An almost shocking piece of art, is Louis Kahan's
Flight, with its modern escape from what looks like a city in ruins  (representing our present age?) with the protective Joseph at the wheel of a jalopy. Mary is in the back with the Child, protecting Him.  On top of the vehicle are a saw and hammer (to show Joseph's trade) a spinning wheel, and various pieces of luggage.  The car is obviously breaking through barbed wire, which symbolizes (?) the tyranny under which they are escaping.  It is a bold work of art, very expressive for our day and age.


Louis Kahan (1905- 2002) was an Austrian-born Australian artist whose long career included fashion design, illustration for magazines and journals, painting, printmaking and drawing. He is represented in most major collections in Australia as well as in Europe and USA. He won the Archibald Prize in 1962 with a portrait of Patrick White. 

He enlisted in the French Foreign Legion in 1939 and was sent to Algeria, North Africa as a war artist, although he had never received any formal art training. He had an exhibition at Oran in 1942. He was a voluntary artist for the Red Cross between 1943 and 1945. During this time, photography of soldiers was not permitted. Louis made over 2,000 drawings of wounded soldiers being cared for in the hospital at Oran and these were v-mailed (an early form of microfilm) to the families of soldiers. When he found that the originals were being destroyed after transmission Louis began to save them and over 300 were later given by him to the Red Cross Museum in Washington, USA.   

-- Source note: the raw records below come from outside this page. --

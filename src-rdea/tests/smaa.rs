use ndarray::array;
use rdea::{
    CcrProblem, Envelope, ExtremeOptions, SmaaIndicator, SmaaOptions, VdeaProblem,
    extreme_efficiency, extreme_ranks, smaa, smaa_preferences,
};

fn shop_network() -> CcrProblem {
    CcrProblem::new(
        vec!["staff", "floor"],
        vec!["sales"],
        array![[1.0, 2.0], [5.0, 7.0], [4.0, 2.0], [7.0, 4.0], [3.0, 8.0]],
        array![[1.0], [10.0], [5.0], [7.0], [12.0]],
    )
    .unwrap()
}

fn mirrored() -> VdeaProblem {
    VdeaProblem::new(
        vec!["consumption", "yield"],
        array![[0.0, 1.0], [0.5, 0.5], [1.0, 0.0]],
        vec![
            Envelope::linear_cost(0.0, 1.0),
            Envelope::linear_gain(0.0, 1.0),
        ],
    )
    .unwrap()
}

#[test]
fn test_same_seed_reproduces_results_exactly() {
    let p = shop_network();
    let opts = SmaaOptions::default()
        .samples(100)
        .bins(10)
        .seed(5)
        .parallelism(1);
    let a = smaa(&p, SmaaIndicator::Efficiency, &opts).unwrap();
    let b = smaa(&p, SmaaIndicator::Efficiency, &opts).unwrap();
    assert_eq!(a.histogram, b.histogram);
    assert_eq!(a.expected, b.expected);
}

#[test]
fn test_parallelism_does_not_change_results() {
    let p = shop_network();
    let base = SmaaOptions::default().samples(200).bins(10).seed(7);
    let serial = smaa(&p, SmaaIndicator::Efficiency, &base.clone().parallelism(1)).unwrap();
    let parallel = smaa(&p, SmaaIndicator::Efficiency, &base.parallelism(4)).unwrap();
    assert_eq!(serial.histogram, parallel.histogram);
    assert_eq!(serial.expected, parallel.expected);
}

#[test]
fn test_distribution_rows_sum_to_one() {
    let p = shop_network();
    let opts = SmaaOptions::default().samples(500).bins(8).seed(3);
    for indicator in [
        SmaaIndicator::Efficiency,
        SmaaIndicator::Distance,
        SmaaIndicator::Rank,
    ] {
        let d = smaa(&p, indicator, &opts).unwrap();
        assert_eq!(d.skipped, 0);
        for (s, row) in d.histogram.rows().into_iter().enumerate() {
            let sum: f64 = row.sum();
            assert!(
                (sum - 1.0).abs() < 1e-9,
                "row {s} of {indicator:?} sums to {sum}"
            );
        }
    }
}

#[test]
fn test_expected_efficiency_lies_inside_the_extreme_range() {
    let p = shop_network();
    let d = smaa(
        &p,
        SmaaIndicator::Efficiency,
        &SmaaOptions::default().samples(1000).seed(11),
    )
    .unwrap();
    let eff = extreme_efficiency(&p, &ExtremeOptions::default()).unwrap();
    for s in 0..5 {
        assert!(
            d.expected[s] >= eff.min[s] - 1e-6 && d.expected[s] <= eff.max[s] + 1e-6,
            "unit {s}: expected {} outside [{}, {}]",
            d.expected[s],
            eff.min[s],
            eff.max[s]
        );
    }
}

#[test]
fn test_expected_rank_lies_inside_the_rank_bounds() {
    let p = shop_network();
    let d = smaa(
        &p,
        SmaaIndicator::Rank,
        &SmaaOptions::default().samples(1000).seed(13),
    )
    .unwrap();
    let bounds = extreme_ranks(&p, &ExtremeOptions::default().epsilon(1e-6)).unwrap();
    assert_eq!(d.histogram.ncols(), 5);
    for s in 0..5 {
        assert!(
            d.expected[s] >= bounds.min[s] as f64 - 1e-6,
            "unit {s}: expected rank {} below best rank {}",
            d.expected[s],
            bounds.min[s]
        );
        assert!(
            d.expected[s] <= bounds.max[s] as f64 + 1e-6,
            "unit {s}: expected rank {} above worst rank {}",
            d.expected[s],
            bounds.max[s]
        );
    }
}

#[test]
fn test_rank_distribution_on_weight_free_problem_is_degenerate() {
    let p = mirrored();
    let d = smaa(
        &p,
        SmaaIndicator::Rank,
        &SmaaOptions::default().samples(200).seed(2),
    )
    .unwrap();
    // The ordering never changes, so each unit's rank column is all mass.
    for (s, want_rank) in [(0usize, 1usize), (1, 2), (2, 3)] {
        assert!(
            (d.histogram[(s, want_rank - 1)] - 1.0).abs() < 1e-12,
            "unit {s} should always rank {want_rank}"
        );
        assert!((d.expected[s] - want_rank as f64).abs() < 1e-12);
    }
}

#[test]
fn test_peoi_diagonal_and_complementarity() {
    let p = shop_network();
    let samples = 2000;
    let peoi = smaa_preferences(&p, &SmaaOptions::default().samples(samples).seed(5)).unwrap();
    for i in 0..5 {
        assert!((peoi.matrix[(i, i)] - 1.0).abs() < 1e-12, "diagonal at {i}");
        for j in 0..5 {
            if i == j {
                continue;
            }
            let sum = peoi.matrix[(i, j)] + peoi.matrix[(j, i)];
            assert!(
                sum >= 1.0 - 1e-9 && sum <= 1.0 + 2.0 / samples as f64 + 1e-9,
                "complementarity broken at ({i}, {j}): {sum}"
            );
        }
    }
}

#[test]
fn test_peoi_agrees_with_dominance() {
    let p = shop_network();
    let peoi = smaa_preferences(&p, &SmaaOptions::default().samples(500).seed(9)).unwrap();
    // Unit 4 dominates unit 0 for every weight vector.
    assert!((peoi.matrix[(4, 0)] - 1.0).abs() < 1e-12);
    assert!(peoi.matrix[(0, 4)] < 1e-12);
    // Units 2 and 4 split the weight space.
    assert!(peoi.matrix[(2, 4)] > 0.05);
    assert!(peoi.matrix[(4, 2)] > 0.05);
}

#[test]
fn test_efficiency_histogram_mass_respects_the_range() {
    let p = shop_network();
    let bins = 10;
    let d = smaa(
        &p,
        SmaaIndicator::Efficiency,
        &SmaaOptions::default().samples(500).bins(bins).seed(21),
    )
    .unwrap();
    // Unit 4 never scores below 0.6: the first five bins stay empty.
    for b in 0..5 {
        assert!(
            d.histogram[(4, b)] < 1e-12,
            "unit 4 has mass {} in bin {b}",
            d.histogram[(4, b)]
        );
    }
}

#[test]
fn test_zero_samples_is_rejected() {
    let p = shop_network();
    let r = smaa(
        &p,
        SmaaIndicator::Efficiency,
        &SmaaOptions::default().samples(0),
    );
    assert!(r.is_err());
}
//! SMAA distributions and pairwise outranking indices
//!
//! Draws admissible samples (weights, and for imprecise models the
//! performance and value-function realizations), scores every unit
//! analytically per sample, and aggregates histograms, expected values and
//! pairwise outranking frequencies. Every sample owns a counter-derived RNG
//! stream and its own short hit-and-run chain, so results are bitwise
//! deterministic for a given seed at any parallelism; aggregation runs
//! sequentially in sample order.

use ndarray::{Array1, Array2};
use rand::SeedableRng;
use rand_pcg::Pcg64Mcg;
use rayon::prelude::*;
use rdea_lp::MicroLp;
use rdea_polytope::{GeometryError, HitAndRun};

use super::{DEFAULT_EPSILON, ModelRef, Peoi, SmaaDistribution, SmaaOptions, sample_seed};
use crate::error::{ConfigError, DeaError};

/// Which indicator the distribution is over.
#[derive(Debug, Clone, Copy, PartialEq, Eq)]
pub enum SmaaIndicator {
    Efficiency,
    /// Distance to the per-sample best unit.
    Distance,
    /// Rank by per-sample efficiency, 1 = best; the histogram has one
    /// column per rank.
    Rank,
}

fn validate(opts: &SmaaOptions) -> Result<(), ConfigError> {
    if opts.samples == 0 {
        return Err(ConfigError::BadOptions("samples must be positive".into()));
    }
    if opts.bins == 0 {
        return Err(ConfigError::BadOptions("bins must be positive".into()));
    }
    if opts.parallelism == 0 {
        return Err(ConfigError::BadOptions(
            "parallelism must be at least 1".into(),
        ));
    }
    Ok(())
}

enum SampleOutcome {
    Scores(Array1<f64>),
    Failed,
    Cancelled,
    Deadline,
}

/// Draw all samples in parallel; `Vec` index is the sample index.
fn draw_samples<'a>(
    model: ModelRef<'a>,
    opts: &SmaaOptions,
) -> Result<Vec<Array1<f64>>, DeaError> {
    let scorer = model.scorer(opts.node.as_deref())?;
    let region = scorer.weight_region(DEFAULT_EPSILON);
    let start = region.interior_point(&mut MicroLp).map_err(|e| match e {
        GeometryError::Empty => DeaError::InfeasibleRegion {
            context: "weight region".into(),
        },
        GeometryError::Solver(status) => DeaError::InfeasibleRegion {
            context: format!("weight region interior point: {status:?}"),
        },
    })?;

    if opts.disp {
        eprintln!(
            "SMAA: {} samples over a dim-{} region, seed {}, {} workers",
            opts.samples,
            region.dim(),
            opts.seed,
            opts.parallelism
        );
    }

    let pool = rayon::ThreadPoolBuilder::new()
        .num_threads(opts.parallelism.min(opts.samples))
        .build()
        .map_err(|e| ConfigError::BadOptions(format!("worker pool: {e}")))?;
    let outcomes: Vec<SampleOutcome> = pool.install(|| {
        (0..opts.samples)
            .into_par_iter()
            .map(|m| {
                if opts.cancel.is_cancelled() {
                    return SampleOutcome::Cancelled;
                }
                if opts
                    .deadline
                    .is_some_and(|d| std::time::Instant::now() >= d)
                {
                    return SampleOutcome::Deadline;
                }
                let mut rng = Pcg64Mcg::seed_from_u64(sample_seed(opts.seed, m));
                let w = HitAndRun::new(&region, start.clone(), &mut rng).next_sample();
                let scores = scorer.score(&w, &mut rng);
                if scores.iter().all(|v| v.is_finite()) {
                    SampleOutcome::Scores(scores)
                } else {
                    SampleOutcome::Failed
                }
            })
            .collect()
    });

    // No partial samples: interruption drops the whole draw.
    if outcomes
        .iter()
        .any(|o| matches!(o, SampleOutcome::Deadline))
    {
        return Err(DeaError::DeadlineExceeded { completed: vec![] });
    }
    if outcomes
        .iter()
        .any(|o| matches!(o, SampleOutcome::Cancelled))
    {
        return Err(DeaError::Cancelled { completed: vec![] });
    }

    let valid: Vec<Array1<f64>> = outcomes
        .into_iter()
        .filter_map(|o| match o {
            SampleOutcome::Scores(s) => Some(s),
            _ => None,
        })
        .collect();
    let failed = opts.samples - valid.len();
    if failed * 10 > opts.samples {
        return Err(DeaError::TooManySampleFailures {
            failed,
            total: opts.samples,
        });
    }
    if opts.disp && failed > 0 {
        eprintln!("SMAA: {failed} of {} samples skipped", opts.samples);
    }
    Ok(valid)
}

fn bin_index(value: f64, bins: usize) -> usize {
    // Bin 0 is [0, 1/B]; bin j > 0 is (j/B, (j+1)/B].
    if value <= 1.0 / bins as f64 {
        0
    } else {
        (((value * bins as f64).ceil() as usize) - 1).min(bins - 1)
    }
}

/// Distribution and expectation of one indicator across the family.
pub fn smaa<'a>(
    model: impl Into<ModelRef<'a>>,
    indicator: SmaaIndicator,
    opts: &SmaaOptions,
) -> Result<SmaaDistribution, DeaError> {
    let model = model.into();
    validate(opts)?;
    let samples = draw_samples(model, opts)?;
    let n = model.n_units();
    let cols = match indicator {
        SmaaIndicator::Rank => n,
        _ => opts.bins,
    };
    let mut histogram = Array2::<f64>::zeros((n, cols));
    let mut expected = vec![0.0_f64; n];

    for scores in &samples {
        let best = scores.iter().copied().fold(f64::NEG_INFINITY, f64::max);
        for k in 0..n {
            let value = match indicator {
                SmaaIndicator::Efficiency => scores[k],
                SmaaIndicator::Distance => best - scores[k],
                SmaaIndicator::Rank => {
                    (1 + scores.iter().filter(|&&e| e > scores[k]).count()) as f64
                }
            };
            expected[k] += value;
            let col = match indicator {
                SmaaIndicator::Rank => (value as usize) - 1,
                _ => bin_index(value.clamp(0.0, 1.0), opts.bins),
            };
            histogram[(k, col)] += 1.0;
        }
    }

    let count = samples.len() as f64;
    histogram /= count;
    for e in &mut expected {
        *e /= count;
    }
    Ok(SmaaDistribution {
        histogram,
        expected,
        skipped: opts.samples - samples.len(),
    })
}

/// Pairwise efficiency outranking indices over the same sampling scheme.
pub fn smaa_preferences<'a>(
    model: impl Into<ModelRef<'a>>,
    opts: &SmaaOptions,
) -> Result<Peoi, DeaError> {
    let model = model.into();
    validate(opts)?;
    let samples = draw_samples(model, opts)?;
    let n = model.n_units();
    let mut counts = Array2::<f64>::zeros((n, n));
    for scores in &samples {
        for s in 0..n {
            for t in 0..n {
                if scores[s] >= scores[t] {
                    counts[(s, t)] += 1.0;
                }
            }
        }
    }
    counts /= samples.len() as f64;
    Ok(Peoi {
        matrix: counts,
        skipped: opts.samples - samples.len(),
    })
}

#[cfg(test)]
mod tests {
    use super::*;

    #[test]
    fn test_bin_index_boundaries() {
        // 10 bins: 0.1 still lands in bin 0, 0.1000001 in bin 1, 1.0 in
        // bin 9.
        assert_eq!(bin_index(0.0, 10), 0);
        assert_eq!(bin_index(0.1, 10), 0);
        assert_eq!(bin_index(0.1000001, 10), 1);
        assert_eq!(bin_index(0.95, 10), 9);
        assert_eq!(bin_index(1.0, 10), 9);
    }

    #[test]
    fn test_bin_index_single_bin() {
        assert_eq!(bin_index(0.3, 1), 0);
        assert_eq!(bin_index(1.0, 1), 0);
    }
}
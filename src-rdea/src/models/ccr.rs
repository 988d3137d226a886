//! Ratio-model (CCR) builders
//!
//! Efficiency is the output/input weighted ratio relative to the best unit.
//! The max-efficiency question is the Charnes-Cooper multiplier LP; the
//! min-efficiency question pins some unit to the frontier through binaries;
//! pairwise comparisons use the two separate scale freedoms of the ratio to
//! pin the reference unit's ratio to 1, which makes them linear.

use rdea_lp::{ConstraintOp, Direction, LinExpr, ModelSpec, Var};

use crate::data::{CcrFactor, CcrProblem};

pub(crate) struct CcrVars {
    pub v: Vec<Var>,
    pub u: Vec<Var>,
}

fn weight_vars(spec: &mut ModelSpec, p: &CcrProblem, eps: f64) -> CcrVars {
    let v = (0..p.n_inputs())
        .map(|_| spec.add_var(eps, f64::INFINITY))
        .collect();
    let u = (0..p.n_outputs())
        .map(|_| spec.add_var(eps, f64::INFINITY))
        .collect();
    CcrVars { v, u }
}

fn user_rows(spec: &mut ModelSpec, p: &CcrProblem, vars: &CcrVars) {
    for wc in p.weight_constraints() {
        let mut row = LinExpr::new();
        for (name, coef) in &wc.coeffs {
            match p.factor(name).expect("constraint names validated on add") {
                CcrFactor::Input(i) => row.add(vars.v[i], *coef),
                CcrFactor::Output(r) => row.add(vars.u[r], *coef),
            };
        }
        spec.add_row(row, wc.op, wc.rhs);
    }
}

fn input_expr(p: &CcrProblem, vars: &CcrVars, unit: usize) -> LinExpr {
    let mut e = LinExpr::new();
    for (i, &v) in vars.v.iter().enumerate() {
        e.add(v, p.inputs()[(unit, i)]);
    }
    e
}

fn output_expr(p: &CcrProblem, vars: &CcrVars, unit: usize) -> LinExpr {
    let mut e = LinExpr::new();
    for (r, &u) in vars.u.iter().enumerate() {
        e.add(u, p.outputs()[(unit, r)]);
    }
    e
}

fn envelope_rows(spec: &mut ModelSpec, p: &CcrProblem, vars: &CcrVars, skip: Option<usize>) {
    for k in 0..p.n_units() {
        if Some(k) == skip {
            continue;
        }
        let mut row = output_expr(p, vars, k);
        row.add_scaled(&input_expr(p, vars, k), -1.0);
        spec.add_row(row, ConstraintOp::Le, 0.0);
    }
}

/// Charnes-Cooper multiplier LP: max `u*y_s` with `v*x_s = 1` and every
/// unit's ratio capped at 1. With `exclude_subject` the subject leaves the
/// cap set (super-efficiency), so the optimum may exceed 1.
pub fn max_efficiency(p: &CcrProblem, s: usize, eps: f64, exclude_subject: bool) -> ModelSpec {
    let mut spec = ModelSpec::new(Direction::Maximize);
    let vars = weight_vars(&mut spec, p, eps);
    let objective = output_expr(p, &vars, s);
    spec.set_objective(objective);
    spec.add_row(input_expr(p, &vars, s), ConstraintOp::Eq, 1.0);
    envelope_rows(&mut spec, p, &vars, exclude_subject.then_some(s));
    user_rows(&mut spec, p, &vars);
    spec
}

/// Frontier-pinning MILP: min `u*y_s` under the max-efficiency rows plus one
/// binary per unit forcing at least one ratio to stay at 1, so "relative to
/// the best" remains normalized while the subject is pushed down.
pub fn min_efficiency(p: &CcrProblem, s: usize, eps: f64, exclude_subject: bool) -> ModelSpec {
    let mut spec = ModelSpec::new(Direction::Minimize);
    let vars = weight_vars(&mut spec, p, eps);
    let objective = output_expr(p, &vars, s);
    spec.set_objective(objective);
    spec.add_row(input_expr(p, &vars, s), ConstraintOp::Eq, 1.0);
    envelope_rows(&mut spec, p, &vars, exclude_subject.then_some(s));

    let mut picked = LinExpr::new();
    for k in 0..p.n_units() {
        if exclude_subject && k == s {
            continue;
        }
        // With v*x_s = 1 and v >= 0, v*x_k never exceeds max_i x_ki/x_si.
        let big_m = (0..p.n_inputs())
            .map(|i| p.inputs()[(k, i)] / p.inputs()[(s, i)])
            .fold(0.0_f64, f64::max)
            + 1.0;
        let b = spec.add_binary_var();
        let mut row = input_expr(p, &vars, k);
        row.add_scaled(&output_expr(p, &vars, k), -1.0);
        row.add(b, big_m);
        spec.add_row(row, ConstraintOp::Le, big_m);
        picked.add(b, 1.0);
    }
    spec.add_row(picked, ConstraintOp::Ge, 1.0);
    user_rows(&mut spec, p, &vars);
    spec
}

/// Sign model for ratio comparison: max `u*y_a - v*x_a` with unit `b`'s
/// ratio pinned to 1 through `u*y_b = 1`, `v*x_b = 1`. The optimum is
/// positive iff some admissible weights make `a`'s ratio exceed `b`'s, and
/// nonpositive iff `b` is weakly preferred everywhere.
pub fn pairwise(p: &CcrProblem, a: usize, b: usize, eps: f64) -> ModelSpec {
    let mut spec = ModelSpec::new(Direction::Maximize);
    let vars = weight_vars(&mut spec, p, eps);
    let mut objective = output_expr(p, &vars, a);
    objective.add_scaled(&input_expr(p, &vars, a), -1.0);
    spec.set_objective(objective);
    spec.add_row(output_expr(p, &vars, b), ConstraintOp::Eq, 1.0);
    spec.add_row(input_expr(p, &vars, b), ConstraintOp::Eq, 1.0);
    user_rows(&mut spec, p, &vars);
    spec
}

#[cfg(test)]
mod tests {
    use super::*;
    use ndarray::array;
    use rdea_lp::{SolveStatus, SolverCtx};

    fn toy() -> CcrProblem {
        CcrProblem::new(
            vec!["x1", "x2"],
            vec!["y"],
            array![[1.0, 2.0], [5.0, 7.0], [4.0, 2.0], [7.0, 4.0], [3.0, 8.0]],
            array![[1.0], [10.0], [5.0], [7.0], [12.0]],
        )
        .unwrap()
    }

    fn solve(spec: &ModelSpec) -> f64 {
        let out = SolverCtx::new().solve(spec);
        assert_eq!(out.status, SolveStatus::Optimal);
        out.objective
    }

    #[test]
    fn test_max_efficiency_of_efficient_unit_is_one() {
        let p = toy();
        let e = solve(&max_efficiency(&p, 4, 1e-9, false));
        assert!((e - 1.0).abs() < 1e-6, "unit E should be efficient, got {e}");
    }

    #[test]
    fn test_max_efficiency_hand_value() {
        let p = toy();
        let e = solve(&max_efficiency(&p, 0, 1e-9, false));
        assert!((e - 13.0 / 41.0).abs() < 1e-6, "got {e}");
    }

    #[test]
    fn test_min_efficiency_below_max() {
        let p = toy();
        for s in 0..5 {
            let lo = solve(&min_efficiency(&p, s, 1e-9, false));
            let hi = solve(&max_efficiency(&p, s, 1e-9, false));
            assert!(
                lo <= hi + 1e-9,
                "unit {s}: min {lo} above max {hi}"
            );
        }
    }

    #[test]
    fn test_super_efficiency_exceeds_one_for_extreme_unit() {
        let p = toy();
        let e = solve(&max_efficiency(&p, 4, 1e-9, true));
        assert!((e - 2.0).abs() < 1e-6, "super-efficiency of E, got {e}");
    }

    #[test]
    fn test_pairwise_sign() {
        let p = toy();
        // E dominates A everywhere: max of A's ratio with E pinned stays
        // below 1.
        let a_over_e = solve(&pairwise(&p, 0, 4, 1e-9));
        assert!(a_over_e < 0.0, "A should never beat E, got {a_over_e}");
        // D beats E for input-2-heavy weights.
        let d_over_e = solve(&pairwise(&p, 3, 4, 1e-9));
        assert!(d_over_e > 0.0, "D should sometimes beat E, got {d_over_e}");
    }
}
//! Extreme efficiency and extreme distance-to-best
//!
//! For every unit, the smallest and largest value of the indicator over the
//! whole admissible family. Ratio-model scores are relative to the best
//! unit, so their distance range is the mirrored efficiency range; value
//! models solve the dedicated distance LPs.

use super::{
    ExtremeOptions, ExtremeValues, MinEffSpecs, ModelRef, UnitFail, check_interrupted, finalize,
    run_per_unit, solve_value,
};
use crate::error::DeaError;
use rdea_lp::SolverCtx;

fn min_over_candidates(
    ctx: &mut SolverCtx,
    specs: &[rdea_lp::ModelSpec],
    what: &str,
    unit: usize,
) -> Result<f64, UnitFail> {
    let mut best: Option<f64> = None;
    for spec in specs {
        match solve_value(ctx, spec, what, unit) {
            Ok(v) => best = Some(best.map_or(v, |b: f64| b.min(v))),
            // An infeasible candidate only means this rival cannot sit on
            // the frontier; the minimum ranges over the feasible ones.
            Err(UnitFail::Infeasible(_)) => continue,
            Err(e) => return Err(e),
        }
    }
    best.ok_or_else(|| UnitFail::Infeasible(format!("{what}, unit {unit}: no frontier candidate")))
}

fn extremes_of_efficiency(
    model: ModelRef<'_>,
    opts: &ExtremeOptions,
    s: usize,
    ctx: &mut SolverCtx,
) -> Result<(f64, f64), UnitFail> {
    let node = opts.node.as_deref();
    check_interrupted(&opts.cancel, opts.deadline)?;
    let max_spec = model.max_eff_spec(s, node, opts.epsilon, opts.super_efficiency)?;
    let max = solve_value(ctx, &max_spec, "max efficiency", s)?;
    check_interrupted(&opts.cancel, opts.deadline)?;
    let min = match model.min_eff_specs(s, node, opts.epsilon, opts.super_efficiency)? {
        MinEffSpecs::Single(spec) => solve_value(ctx, &spec, "min efficiency", s)?,
        MinEffSpecs::Candidates(specs) => min_over_candidates(ctx, &specs, "min efficiency", s)?,
    };
    Ok((min, max))
}

/// Range of every unit's efficiency over the admissible family.
pub fn extreme_efficiency<'a>(
    model: impl Into<ModelRef<'a>>,
    opts: &ExtremeOptions,
) -> Result<ExtremeValues, DeaError> {
    let model = model.into();
    model.validate_node(opts.node.as_deref())?;
    let n = model.n_units();
    let results = run_per_unit(n, opts.parallelism, |s, ctx| {
        extremes_of_efficiency(model, opts, s, ctx)
    })?;
    let (values, failed) = finalize(results)?;
    let mut min = vec![f64::NAN; n];
    let mut max = vec![f64::NAN; n];
    for (s, v) in values.into_iter().enumerate() {
        if let Some((lo, hi)) = v {
            min[s] = lo;
            max[s] = hi;
        }
    }
    Ok(ExtremeValues { min, max, failed })
}

/// Range of every unit's distance to the best over the admissible family.
pub fn extreme_distance<'a>(
    model: impl Into<ModelRef<'a>>,
    opts: &ExtremeOptions,
) -> Result<ExtremeValues, DeaError> {
    let model = model.into();
    model.validate_node(opts.node.as_deref())?;
    let n = model.n_units();

    if model.is_ratio_model() {
        // Relative scores put the best unit at 1: the distance range is the
        // efficiency range reflected around it.
        let standard = ExtremeOptions {
            super_efficiency: false,
            ..opts.clone()
        };
        let eff = extreme_efficiency(model, &standard)?;
        let min = eff.max.iter().map(|&v| 1.0 - v).collect();
        let max = eff.min.iter().map(|&v| 1.0 - v).collect();
        return Ok(ExtremeValues {
            min,
            max,
            failed: eff.failed,
        });
    }

    let results = run_per_unit(n, opts.parallelism, |s, ctx| {
        let node = opts.node.as_deref();
        check_interrupted(&opts.cancel, opts.deadline)?;
        let min = solve_value(ctx, &model.distance_min_spec(s, node)?, "min distance", s)?;
        let mut max = 0.0_f64;
        for k in 0..n {
            if k == s {
                continue;
            }
            check_interrupted(&opts.cancel, opts.deadline)?;
            let spec = model.distance_rival_spec(s, k, node)?;
            max = max.max(solve_value(ctx, &spec, "max distance", s)?);
        }
        Ok((min.max(0.0), max))
    })?;
    let (values, failed) = finalize(results)?;
    let mut min = vec![f64::NAN; n];
    let mut max = vec![f64::NAN; n];
    for (s, v) in values.into_iter().enumerate() {
        if let Some((lo, hi)) = v {
            min[s] = lo;
            max[s] = hi;
        }
    }
    Ok(ExtremeValues { min, max, failed })
}
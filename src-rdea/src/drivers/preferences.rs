//! Necessary and possible preference relations
//!
//! `s` necessarily outranks `t` when its efficiency matches `t`'s under
//! every admissible weight vector; possibly, when it does under at least
//! one. Both reduce to the sign of one pairwise LP per ordered pair.

use ndarray::Array2;

use super::{
    ExtremeOptions, ModelRef, PreferenceRelations, check_interrupted, finalize, run_per_unit,
    solve_value,
};
use crate::error::DeaError;

/// The two `n x n` relation matrices. Diagonals are true by reflexivity.
pub fn preference_relations<'a>(
    model: impl Into<ModelRef<'a>>,
    opts: &ExtremeOptions,
) -> Result<PreferenceRelations, DeaError> {
    let model = model.into();
    model.validate_node(opts.node.as_deref())?;
    let n = model.n_units();
    let results = run_per_unit(n, opts.parallelism, |s, ctx| {
        let node = opts.node.as_deref();
        let mut necessary = vec![false; n];
        let mut possible = vec![false; n];
        necessary[s] = true;
        possible[s] = true;
        for t in 0..n {
            if t == s {
                continue;
            }
            check_interrupted(&opts.cancel, opts.deadline)?;
            // Necessary: t never gets strictly ahead of s.
            let t_over_s = solve_value(
                ctx,
                &model.pair_spec(t, s, node, opts.epsilon)?,
                "necessary preference",
                s,
            )?;
            necessary[t] = t_over_s <= opts.epsilon;
            // Possible: s reaches t somewhere.
            let s_over_t = solve_value(
                ctx,
                &model.pair_spec(s, t, node, opts.epsilon)?,
                "possible preference",
                s,
            )?;
            possible[t] = s_over_t >= -opts.epsilon;
        }
        Ok((necessary, possible))
    })?;
    let (rows, failed) = finalize(results)?;
    let mut necessary = Array2::from_elem((n, n), false);
    let mut possible = Array2::from_elem((n, n), false);
    for (s, row) in rows.into_iter().enumerate() {
        if let Some((nec, pos)) = row {
            for t in 0..n {
                necessary[(s, t)] = nec[t];
                possible[(s, t)] = pos[t];
            }
        } else {
            necessary[(s, s)] = true;
            possible[(s, s)] = true;
        }
    }
    Ok(PreferenceRelations {
        necessary,
        possible,
        failed,
    })
}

In his paintings, prints and drawings Louis explored many interests and themes, including dreams, death, and his own life. Childhood games, portraits and nudes were ongoing subjects. Symbolism particularly characterizes his later works. Later, dreamlike prints and paintings often show his tools of the trade: palette, brushes, tailor's scissors and tape. These represent a kind of metaphorical self-portrait and life history.